ETHICAL STANDARDS AND PUBLISHING RESPONSIBILITIES

 

All books and journals published by River Publishers are committed to upholding the highest standards of publication ethics, and as a publisher we take all possible measures against publication malpractice. Authors who submit articles to any of River Publishers journals, or who submit a proposal to one of our book series, attest that their work is original and unpublished, and is not under consideration for publication elsewhere. In addition, authors confirm that their journal article and/or book proposal is their own, that it has not been copied or plagiarized, in whole or in part, from other works, and that they have disclosed actual or potential conflicts of interest with their work or partial benefits associated with it.

For the River Publishers policy on Open Access book publications, please see the section "Open Access Book Statement"

 

TABLE OF CONTENTS

 

 

RESPONSIBILITIES

  • It is the responsibility of the Author to:
    • Confirm that the submitted manuscript is not under consideration or accepted for publication elsewhere.
    • Maintain accurate records of data associated with their manuscript, and to supply or provide access to these data should this be requested. If appropriate and allowed by an employer or funding body, to deposit data in a suitable storage location for sharing and further use by others.
    • Where portions of the content overlap with published or submitted content, to acknowledge and cite the original source.
    • Confirm that all work in the submitted manuscript is original, and to acknowledge and cite content reproduced from other sources.
    • Obtain permission to reproduce any content from other sources.
    • Declare any potential conflicts of interest (i.e. where the author has a competing interest that could be viewed as exerting an undue influence on his / her duties at any stage during the publication process).
    • Notify the Editor or publisher if a significant error in their publication is identified, and then to cooperate with the publisher to publish an erratum, or addendum, or to retract the paper, where this is thought necessary.
  • It is the responsibility of the Editor to:
    • Act in an objective and fair way while carrying out their duties, and not discriminate on grounds of the gender, religion, sexual orientation, political beliefs, ethnic or geographical origin of the authors;
    • Follow clear and defined procedures in the event of complaints of an ethical or conflict nature, in accordance with policies and procedures of the community where appropriate. Authors should be given a reasonable opportunity to respond to complaints. All complaints should be investigated and documentation related to any such complaints must be retained.
    • Handle submissions for sponsored supplements or special issues in the same way as other submissions, so that articles are considered and accepted solely on their academic merit and without commercial influence.
  • It is the responsibility of the Reviewer to:
    • Assist in the decision-making process.
    • Assist in improving the quality of the published paper by reviewing the manuscript objectively, and in a timely manner.
    • Act in a confidential manner to information supplied by an Editor or Author.
    • Inform the Editor to any content that is substantially similar to that under review.
    • Be aware of potential conflicts of interest (financial, institutional, or collaborative between the reviewer and author), and to alert the Editor to these.

 

PEER REVIEW PROCESS

  • Ensuring a fair and appropriate peer review process
    • One of the most important responsibilities of editors is organizing and using peer review fairly and wisely.

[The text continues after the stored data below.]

use std::time::Duration;

/// Wall-clock instant in milliseconds, as delivered by the external tick signal.
#[derive(
    Clone,
    Copy,
    Debug,
    Default,
    PartialEq,
    Eq,
    PartialOrd,
    Ord,
    Hash,
    serde::Serialize,
    serde::Deserialize,
)]
pub struct Timestamp(pub u64);

impl Timestamp {
    /// The zero instant; the feed's `last_update_at` starts here.
    pub const ZERO: Self = Self(0);

    /// Build a timestamp from whole milliseconds.
    pub fn from_millis(ms: u64) -> Self {
        Self(ms)
    }

    /// Milliseconds since the clock origin.
    pub fn as_millis(self) -> u64 {
        self.0
    }

    /// Elapsed time since `earlier`, saturating at zero for a clock that went backwards.
    pub fn saturating_since(self, earlier: Self) -> Duration {
        Duration::from_millis(self.0.saturating_sub(earlier.0))
    }

    /// Advance by `d`, saturating at `u64::MAX` milliseconds.
    pub fn advance(self, d: Duration) -> Self {
        let ms = u64::try_from(d.as_millis()).unwrap_or(u64::MAX);
        Self(self.0.saturating_add(ms))
    }
}

/// Opaque handle of a row appended to a [`crate::Surface`].
#[derive(
    Clone, Copy, Debug, PartialEq, Eq, PartialOrd, Ord, Hash, serde::Serialize, serde::Deserialize,
)]
pub struct RowId(pub u64);

#[cfg(test)]
#[path = "../../tests/unit/foundation/core.rs"]
mod tests;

We opt for Closed form peer review – where the reviewers are aware of the authors’ identities but the authors do not know who reviewed their manuscript. Editors should explain their peer review processes in the information for authors and also indicate which parts of the journal are peer reviewed.
    • Editors should consider seriously for publication any carefully done study of an important question, relevant to their readers, whether the results for the primary or any additional outcome are statistically significant. Failure to submit or publish findings because of lack of statistical significance is an important cause of publication bias.
  • Decision whether to review
    • Editors may reject a paper without peer review when it is deemed unsuitable for the journal’s readers or is of poor quality. This decision should be made in a fair and unbiased way. The criteria used to make this decision should be made explicit. The decision not to send a paper for peer review should only be based on the academic content of the paper, and should not be influenced by the nature of the authors or the host institution.
    • Interaction with peer reviewers Editors should use appropriate peer reviewers for papers that are considered for publication by selecting people with sufficient expertise and avoiding those with conflicts of interest. Editors should ensure that reviews are received in a timely manner. Peer reviewers should be told what is expected of them and should be informed about any changes in editorial policies. In particular, peer reviewers should be asked to assess research and publication ethics issues (i.e., whether they think the research was done and reported ethically, or if they have any suspicions of plagiarism, fabrication, falsification, or redundant publication). Editors should have a policy to request a formal conflict of interest declaration from peer reviewers and should ask peer reviewers to inform them about any such conflict of interest at the earliest opportunity so that they can make a decision on whether an unbiased review is possible. Certain conflicts of interest may disqualify a peer reviewer. Editors should stress confidentiality of the material to peer reviewers and should require peer reviewers to inform them when they ask a colleague for help with a review or if they mentor a more junior colleague in conducting peer review. Editors should ideally have a mechanism to monitor the quality and timeliness of peer review and to provide feedback to reviewers.
  • Reviewer misconduct
    • Editors must take reviewer misconduct seriously and pursue any allegation of breach of confidentiality, non-declaration of conflicts of interest (financial or non-financial), inappropriate use of confidential material, or delay of peer review for competitive advantage. Allegations of serious reviewer misconduct, such as plagiarism, should be taken to the institutional level (for further guidance see: http://publicationethics.org/files/u2/07_Reviewer_misconduct.pdf).
  • Interaction with authors
    • Editors should make it clear to authors what the role of the peer reviewer is because this may vary from journal to journal. Some editors regard peer reviewers as advisors and may not necessarily follow (or even ask for) reviewers’ recommendations on acceptance or rejection. Correspondence from editors is usually with the corresponding author, who should guarantee to involve co-authors at all stages. Communicating with all authors at first submission and at final acceptance stage can be helpful to ensure all authors are aware of the submission and have approved the publication. Normally, editors should pass on all peer reviewers’ comments in their entirety. However, in exceptional cases, it may be necessary to exclude parts of a review, if it, for example, contains libellous or offensive remarks. It is important, however, that such editorial discretion is not inappropriately used to suppress inconvenient comments. There should always be good reasons, which are clearly communicated to authors, if additional reviewers are sought at a late stage in the process.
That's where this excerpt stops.